Welga Project Information
Project Mission Statement
The inclusion of Filipino contributions to American history has largely been non-existent and as a result is the lack of diverse historical material and documentation. The Welga! Project strives to correct this omission through digital archives, a video documentary, academic collaborations and community engagement.
The Welga Project was created after the passage of Assembly Bill 123 (Legislative Session 2013-2014). On 2013, Assemblymen Rob Bonta authored Assembly Bill 123, which sought the inclusion of Filipino American farmworker history in the K-12 California curriculum. After widespread support, Governor Brown signed AB123 into law on October 2, 2013.

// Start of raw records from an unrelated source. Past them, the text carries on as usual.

//! Bundled commit-convention presets.
//!
//! Two independent read-only registries keyed by preset name: the changelog
//! section mapping (`presetConfig` on the engine side) and the semantic bump
//! rules (`releaseRules`). Both ship with the `conventionalcommits` preset;
//! an unknown name yields `None`, never an error.

mod preset_config;
mod release_rules;

pub use preset_config::{PresetConfig, TypeSection, preset_config};
pub use release_rules::{BumpLevel, ReleaseAction, ReleaseRule, release_rules};
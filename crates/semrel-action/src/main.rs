mod error;
mod publish;
mod run;
mod summary;

use std::path::PathBuf;
use std::process::ExitCode;

use clap::Parser;
use tracing_subscriber::EnvFilter;

use semrel_ci::{CiPlatform, Environment, GithubPlatform};
use semrel_config::ConfigLoader;
use semrel_engine::{CommandEngine, DEFAULT_ENGINE_PROGRAM};

use crate::error::ActionError;

#[derive(Parser)]
#[command(name = "semrel-action")]
#[command(bin_name = "semrel-action")]
#[command(about = "Drive a semantic-release engine from CI", long_about = None)]
struct Cli {
    /// Working directory override (default: resolved from the working-path input)
    #[arg(long = "path", short = 'C')]
    path: Option<PathBuf>,

    /// Release engine executable
    #[arg(long, env = "SEMREL_ENGINE", default_value = DEFAULT_ENGINE_PROGRAM)]
    engine: String,
}

fn main() -> ExitCode {
    init_tracing();

    let cli = Cli::parse();
    let platform = GithubPlatform::new(Environment::capture());
    let loader = ConfigLoader::new();
    let engine = CommandEngine::new(cli.engine);

    match run::run(&platform, &loader, &engine, cli.path) {
        Ok(()) => ExitCode::SUCCESS,
        Err(e) => {
            print_error(&e);
            platform.report_failure(&e.to_string());
            ExitCode::FAILURE
        }
    }
}

fn init_tracing() {
    let filter = EnvFilter::try_from_default_env().unwrap_or_else(|_| EnvFilter::new("info"));
    tracing_subscriber::fmt()
        .with_env_filter(filter)
        .with_writer(std::io::stderr)
        .init();
}

fn print_error(error: &ActionError) {
    eprintln!("error: {error}");

    let mut source = std::error::Error::source(error);
    while let Some(cause) = source {
        eprintln!("caused by: {cause}");
        source = std::error::Error::source(cause);
    }
}
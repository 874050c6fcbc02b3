use thiserror::Error;

#[derive(Debug, Error)]
pub enum ActionError {
    #[error("CI platform surface failed")]
    Ci(#[from] semrel_ci::CiError),

    #[error("release engine failed")]
    Engine(#[from] semrel_engine::EngineError),
}

pub type Result<T> = std::result::Result<T, ActionError>;
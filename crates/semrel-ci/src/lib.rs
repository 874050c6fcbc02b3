mod environment;
mod error;
mod github;
pub mod inputs;
mod platform;

#[cfg(any(test, feature = "testing"))]
mod memory;

pub use environment::Environment;
pub use error::CiError;
pub use github::GithubPlatform;
pub use platform::CiPlatform;

#[cfg(any(test, feature = "testing"))]
pub use memory::MemoryPlatform;

pub type Result<T> = std::result::Result<T, CiError>;
use std::path::{Path, PathBuf};

use serde_json::Value;
use tracing::{error, info};

/// File name of the bundled default configuration, shipped alongside the
/// installed binary.
pub const DEFAULT_CONFIG_FILE: &str = ".releaserc.default";

/// Locates the bundled default configuration next to the running executable.
#[must_use]
pub fn bundled_config_path() -> PathBuf {
    std::env::current_exe()
        .ok()
        .and_then(|exe| exe.parent().map(Path::to_path_buf))
        .map_or_else(
            || PathBuf::from(DEFAULT_CONFIG_FILE),
            |dir| dir.join(DEFAULT_CONFIG_FILE),
        )
}

/// Reads and parses the bundled default configuration.
///
/// A read failure is logged and degrades to the empty mapping. Content that
/// is not valid JSON degrades to the raw string, leaving rejection to the
/// engine's own diagnostics.
#[must_use]
pub fn read_default_config(path: &Path) -> Value {
    match std::fs::read_to_string(path) {
        Ok(text) => parse_input(&text),
        Err(err) => {
            error!(
                "error reading the default config file '{}': {err}",
                path.display()
            );
            Value::Object(serde_json::Map::new())
        }
    }
}

/// Parses a JSON input string, falling back to the raw string when parsing
/// fails.
#[must_use]
pub fn parse_input(input: &str) -> Value {
    info!("parsing input: {input}");
    match serde_json::from_str(input) {
        Ok(value) => value,
        Err(err) => {
            error!("error parsing input: {err}");
            Value::String(input.to_string())
        }
    }
}
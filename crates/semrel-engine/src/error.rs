use std::process::ExitStatus;

use thiserror::Error;

#[derive(Debug, Error)]
pub enum EngineError {
    #[error("failed to serialize release options")]
    Options(#[source] serde_json::Error),

    #[error("failed to launch release engine '{program}'")]
    Spawn {
        program: String,
        #[source]
        source: std::io::Error,
    },

    #[error("release engine I/O failed")]
    Io(#[source] std::io::Error),

    #[error("release engine exited with {status}: {stderr}")]
    Failed { status: ExitStatus, stderr: String },

    #[error("release engine produced unparseable output")]
    Parse(#[source] serde_json::Error),
}
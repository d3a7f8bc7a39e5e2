//! Trait-object seams for every external collaborator the core drives.
//!
//! None of these are implemented here: decoding, demuxing, rendering, and
//! input handling live on the other side of these traits. The context only
//! ever holds `Box<dyn Trait>` and calls through it.

use std::time::Duration;

use bitflags::bitflags;

use crate::error::CoreError;
use crate::seek::SeekFlags;
use crate::status::ChainStatus;

/// Demuxer-reported reader-ahead state (`GET_READER_STATE`).
#[derive(Debug, Clone, Copy, Default)]
pub struct ReaderState {
    pub idle: bool,
    pub underrun: bool,
    pub eof: bool,
    pub ts_duration: f64,
}

/// Demuxer-reported stream cache state (`GET_CACHE_INFO`).
#[derive(Debug, Clone, Copy, Default)]
pub struct CacheInfo {
    pub idle: bool,
    pub size: i64,
}

/// Snapshot of demuxer-exposed properties, refreshed once per tick
/// (play loop driver step 2) rather than queried ad hoc.
#[derive(Debug, Clone, Copy, Default)]
pub struct DemuxerProperties {
    pub duration: Option<f64>,
    pub seekable: bool,
    pub ts_resets_possible: bool,
    pub is_network: bool,
    pub filepos: u64,
    pub stream_size: Option<u64>,
}

/// An external (sidecar) track with its own demuxer, seekable independently
/// of the primary one.
pub struct ExternalTrack {
    pub id: u64,
    pub offset: f64,
    pub is_external_source: bool,
    pub demuxer: Box<dyn Demuxer>,
}

pub trait Demuxer: Send {
    fn seek(&mut self, pts: f64, flags: SeekFlags) -> Result<(), CoreError>;
    fn control_reader_state(&self) -> ReaderState;
    fn stream_control_cache_info(&self) -> CacheInfo;
    fn properties(&self) -> DemuxerProperties;
    fn chapters(&self) -> Vec<(f64, String)>;
}

pub trait AudioOutput: Send {
    fn pause(&mut self);
    fn resume(&mut self);
    fn clear_buffers(&mut self);
    fn status(&self) -> ChainStatus;
    /// Presentation timestamp of the sample currently at the output, or
    /// `None` if nothing has played yet.
    fn pts(&self) -> Option<f64>;
}

bitflags! {
    /// Events drained from `query_and_reset_events`.
    #[derive(Debug, Clone, Copy, PartialEq, Eq, Default)]
    pub struct VoEvents: u8 {
        const RESIZE = 0b0000_0001;
        const STATE_CHANGE = 0b0000_0010;
        const REDRAW_REQUEST = 0b0000_0100;
    }
}

pub trait VideoOutput: Send {
    fn set_paused(&mut self, paused: bool);
    fn redraw(&mut self);
    fn set_cursor_visibility(&mut self, visible: bool);
    fn kill_screensaver(&mut self);
    fn restore_screensaver(&mut self);
    fn query_and_reset_events(&mut self) -> VoEvents;
    fn reconfig(&mut self, width: u32, height: u32) -> Result<(), CoreError>;
    fn has_frame(&self) -> bool;
    fn want_redraw(&self) -> bool;
    fn status(&self) -> ChainStatus;
    /// Presentation timestamp of the frame currently displayed, or `None` if
    /// nothing has been shown yet.
    fn pts(&self) -> Option<f64>;
}

pub trait Input: Send {
    fn read_cmd(&mut self) -> Option<String>;
    fn get_delay(&self) -> Option<Duration>;
    fn get_mouse_event_counter(&self) -> u64;
}

pub trait DispatchQueue: Send {
    /// Block until `timeout` elapses or `interrupt` is called from any
    /// thread. `None` means wait indefinitely.
    fn process(&mut self, timeout: Option<Duration>);
    fn interrupt(&self);
}

pub trait Encoder: Send {
    fn failed(&self) -> bool;
    fn notify_discontinuity(&mut self);
}

/// Complex filter graph: decoders push frames in, the loop pumps it, video
/// output and audio output pull from it. Out of scope for this crate beyond
/// the two control points the play loop driver touches.
pub trait ComplexFilterGraph: Send {
    /// Returns `false` if an input pad was full and a frame was left queued
    /// for the next tick.
    fn push_decoder_frames(&mut self) -> bool;
    /// Returns `Err(())` if the graph reports failure; treated as EOF.
    fn pump(&mut self) -> Result<(), ()>;
}
//! Error type for the playback control core.

use std::fmt::{Display, Formatter};

/// Failure surfaced by a collaborator operation the core cannot recover from
/// in place (see the error handling table for the full policy per kind).
///
/// Most failure conditions in the core are not represented here at all: they
/// flow through status fields (`StopPlay`, chain statuses) and are handled
/// by the next tick rather than propagated as a `Result::Err`.
#[derive(Debug)]
pub enum CoreError {
    /// The demuxer rejected a seek to `target` (unseekable medium, closed
    /// stream, etc). The planner logs this and leaves the pending seek
    /// cleared; playback continues from wherever it already was.
    SeekRejected { target: f64 },
    /// Force-window video output initialization failed with the given
    /// collaborator-supplied message. `force_vo` is disabled and the window
    /// is torn down.
    ForceWindowInit(String),
}

impl Display for CoreError {
    fn fmt(&self, f: &mut Formatter<'_>) -> std::fmt::Result {
        match self {
            Self::SeekRejected { target } => write!(f, "seek to {target} rejected by demuxer"),
            Self::ForceWindowInit(msg) => write!(f, "force-window init failed: {msg}"),
        }
    }
}

impl std::error::Error for CoreError {}
//! Ordered chain-status enum and the stop-play reason code.

/// Status of an audio or video decode chain, on a partial order where gates
/// are commonly phrased as `status >= PLAYING`. Do not reorder the variants;
/// derive order depends on declaration order matching {NONE < READY <
/// PLAYING < DRAINING < EOF}.
#[derive(Debug, Clone, Copy, PartialEq, Eq, PartialOrd, Ord, Default)]
pub enum ChainStatus {
    #[default]
    None,
    Ready,
    Playing,
    Draining,
    Eof,
}

impl ChainStatus {
    /// A missing chain is trivially ready/playing for barrier purposes.
    pub fn at_least(present: bool, status: ChainStatus, threshold: ChainStatus) -> bool {
        !present || status >= threshold
    }
}

/// Reason the play loop should stop driving the current file.
#[derive(Debug, Clone, Copy, PartialEq, Eq, Default)]
pub enum StopPlay {
    #[default]
    KeepPlaying,
    AtEndOfFile,
    PtQuit,
    PtError,
    PtNextEntry,
    PtCurrentEntry,
}

impl StopPlay {
    pub fn is_quit(self) -> bool {
        matches!(self, StopPlay::PtQuit | StopPlay::PtError)
    }
}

In support of AB123, Dr. Robyn Rodriguez of the University of California, Davis established the Welga Project. The Welga Project is funded by two grants, the Community Stories Grant from California Humanities and the UC President's Grant from the University of California Humanities Institute.
What does "Welga" Mean?
"Welga" is the Tagalog word for strike, similar to the Spanish word "Huelga" that adorned the picket lines during the Delano Grape Strike. The project's namesake is meant to honor Filipino American strikers of the Delano Grape Strike and to pay homage to the farmworker movement.
Assembly Bill 123
Assembly Bill 123 was introduced by Assemblyman Rob Bonta, the first Filipino-American politician in California, representing California’s 18th district. Bonta authored AB123 out of personal and cultural motives, as he was raised by Filipino-American UFW members and grew up in the La Paz headquarters. Bonta believes that the accomplishments of Filipino-American labor activists need to be noticed. “The historical significance of vastly influential leaders, such as Cesar Chavez and Dolores Huerta are rightfully synonymous with California’s farm labor movement,” says Bonta, “What is missing from the story is that the Delano Grape Strike of 1965 was led by...first-generation Filipinos.” For Bonta, and all Filipino-Americans, AB123 is “an important part of our (Filipino American) history that hasn’t been told…[and] is about giving voices to those silent in history.” AB123 would require any teaching curriculum regarding Cesar Chavez to “include instruction on the contributions of Filipino Americans to the farm labor movement in California.” Veterans of the United Farm Workers, both Filipino and Mexican, publicly supported AB123. On May 24th, 2013, the Senate Education Committee heard the testimonies of Marc Grossman, Chavez’s longtime press secretary, and Lorraine Agtang, a former UFW organizer and manager of the Agbayani Village retirement home. On August 30, 2013, The Senate Appropriates Committee approved AB123. On October 2, 2013, Governor Jerry Brown signed the bill, effectively chaptering AB123 into law. The chaptered version of the bill stipulates that “state criteria for selecting textbooks include information to guide the selection of textbooks that contain sections that highlight the life and contributions of Cesar Chavez, the history of the farm labor movement.”